大局観と洞察力が不足した積極策は事態悪化に結びつく


地盤沈下してしまった商品と販路の再構築が不十分なまま行った大型投資を伴う、押し込み販売が裏目に出てしまった

(高哉) 人心を一新して経営路線の見直しを行うことが成功に結びつくとは限らないよ。資金繰りが全くできなくなったために民事再生法適用のやむなきに至った名門ブラウスメーカー「東京ブラウス」なんかがそうだよ。オーナー経営者が後ろに引っ込んで若手に経営を託した。だけど積極経営がうまくいなかったようなんだ。

(節子) 東京ブラウスのことは個人的に比較的よく知っている。

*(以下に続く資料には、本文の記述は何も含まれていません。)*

//! Configuration
//!
//! Everything is optional: a missing file, a missing section or a missing key
//! all fall back to the defaults below.
//!
//! ```toml
//! [embedding]
//! provider = "openai"
//! model = "text-embedding-3-small"
//!
//! [sources]
//! crates = ["tokio", "serde"]
//! fetch_chapters = true
//!
//! [search]
//! limit = 10
//! min_score = 0.3
//!
//! [indexing]
//! concurrency = 8
//! ```

use std::path::Path;

use serde::{Deserialize, Serialize};

use crate::{Error, Result};

/// Top-level configuration
#[derive(Debug, Clone, Default, Serialize, Deserialize, PartialEq)]
#[serde(default)]
pub struct Config {
    pub embedding: EmbeddingConfig,
    pub sources: SourcesConfig,
    pub search: SearchConfig,
    pub indexing: IndexingConfig,
}

impl Config {
    /// Parse configuration from a TOML string.
    pub fn from_toml_str(s: &str) -> Result<Self> {
        toml::from_str(s).map_err(|e| Error::Config(e.to_string()))
    }

    /// Load configuration from a TOML file.
    pub fn load(path: impl AsRef<Path>) -> Result<Self> {
        let path = path.as_ref();
        let text = std::fs::read_to_string(path)
            .map_err(|e| Error::Config(format!("failed to read {}: {e}", path.display())))?;
        Self::from_toml_str(&text)
    }

    /// Load from `path` when given, otherwise use the defaults.
    pub fn load_or_default(path: Option<&Path>) -> Result<Self> {
        match path {
            Some(path) => Self::load(path),
            None => Ok(Self::default()),
        }
    }
}

/// Which embedding backend to use
#[derive(Debug, Clone, Copy, Default, Serialize, Deserialize, PartialEq, Eq)]
#[serde(rename_all = "lowercase")]
pub enum ProviderKind {
    /// Local BAAI/bge-large-en-v1.5 through fastembed
    #[default]
    Bge,
    /// OpenAI-compatible HTTP embeddings endpoint
    OpenAi,
}

/// Embedding provider settings
#[derive(Debug, Clone, Serialize, Deserialize, PartialEq)]
#[serde(default)]
pub struct EmbeddingConfig {
    pub provider: ProviderKind,
    /// Model name; `None` picks the provider's default
    pub model: Option<String>,
    /// API base url for HTTP providers
    pub endpoint: Option<String>,
    /// Name of the environment variable holding the API key
    pub api_key_env: String,
    /// Output dimension; `None` picks the provider's default
    pub dimension: Option<usize>,
}

impl Default for EmbeddingConfig {
    fn default() -> Self {
        Self {
            provider: ProviderKind::Bge,
            model: None,
            endpoint: None,
            api_key_env: "OPENAI_API_KEY".to_string(),
            dimension: None,
        }
    }
}

/// Documentation sources to scrape
#[derive(Debug, Clone, Serialize, Deserialize, PartialEq)]
#[serde(default)]
pub struct SourcesConfig {
    pub docs_url: String,
    pub std_url: String,
    pub crates_url: String,
    /// Crates indexed by a full run
    pub crates: Vec<String>,
    /// Fetch every book chapter's page instead of indexing titles only
    pub fetch_chapters: bool,
}

impl Default for SourcesConfig {
    fn default() -> Self {
        Self {
            docs_url: "https://doc.rust-lang.org".to_string(),
            std_url: "https://doc.rust-lang.org/std/".to_string(),
            crates_url: "https://crates.io".to_string(),
            crates: ["tokio", "serde", "rand", "reqwest", "actix-web"]
                .into_iter()
                .map(String::from)
                .collect(),
            fetch_chapters: false,
        }
    }
}

/// Query defaults
#[derive(Debug, Clone, Serialize, Deserialize, PartialEq)]
#[serde(default)]
pub struct SearchConfig {
    pub limit: usize,
    /// Neighbours fetched during the similarity step of related-document lookups
    pub related_limit: usize,
    pub min_score: Option<f32>,
}

impl Default for SearchConfig {
    fn default() -> Self {
        Self {
            limit: 5,
            related_limit: 5,
            min_score: None,
        }
    }
}

/// Bulk indexing settings
#[derive(Debug, Clone, Serialize, Deserialize, PartialEq, Eq)]
#[serde(default)]
pub struct IndexingConfig {
    /// Documents indexed at the same time
    pub concurrency: usize,
}

impl Default for IndexingConfig {
    fn default() -> Self {
        Self { concurrency: 4 }
    }
}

社員の給料が遅配することがよくあったみたいね。

 でも、クレイサスのブランドで販売した数千円のバッグやイヤリングが「神戸系ファッション」としてブームになりかけていたので、「うまくいくかなぁ」と思ってたんだけどね…。何がいけなかったのかしら?

(高哉) ブームになりかけていた「神戸系ファッション」のクレイサス。このブランドで販売した数千円のバッグやイヤリングを大きく育てるためには積極的な出店が必要。ところが、資金が大幅に不足していたためにそれどころではなかったようだ。

(節子) 将来性のある事業が少ない昨今だから銀行に頼めば積極的な出店に必要な資金は調達できたんじゃないかしら?

(高哉) その時には既に債務超過に陥っていたようだ。それにファッションは水物。こういう状態だと銀行は見向きもしなかったんじゃないかなぁ。

(節子) 東京ブラウスの主力商品は40歳以上を対象とするブラウス。しかも、百貨店への卸が中心でしょ? こんな手堅い商売をしていてどうして債務超過に陥ってしまったのかしら?

(高哉) 小売業界における百貨店の地盤沈下が進んだ上に、消費者ニーズはブラウス単品で買うのではなく、ブラウスとパンツを組み合わせる。こういうようなスタイリング重視に変化したことが東京ブラウスに大打撃を与えたようだよ。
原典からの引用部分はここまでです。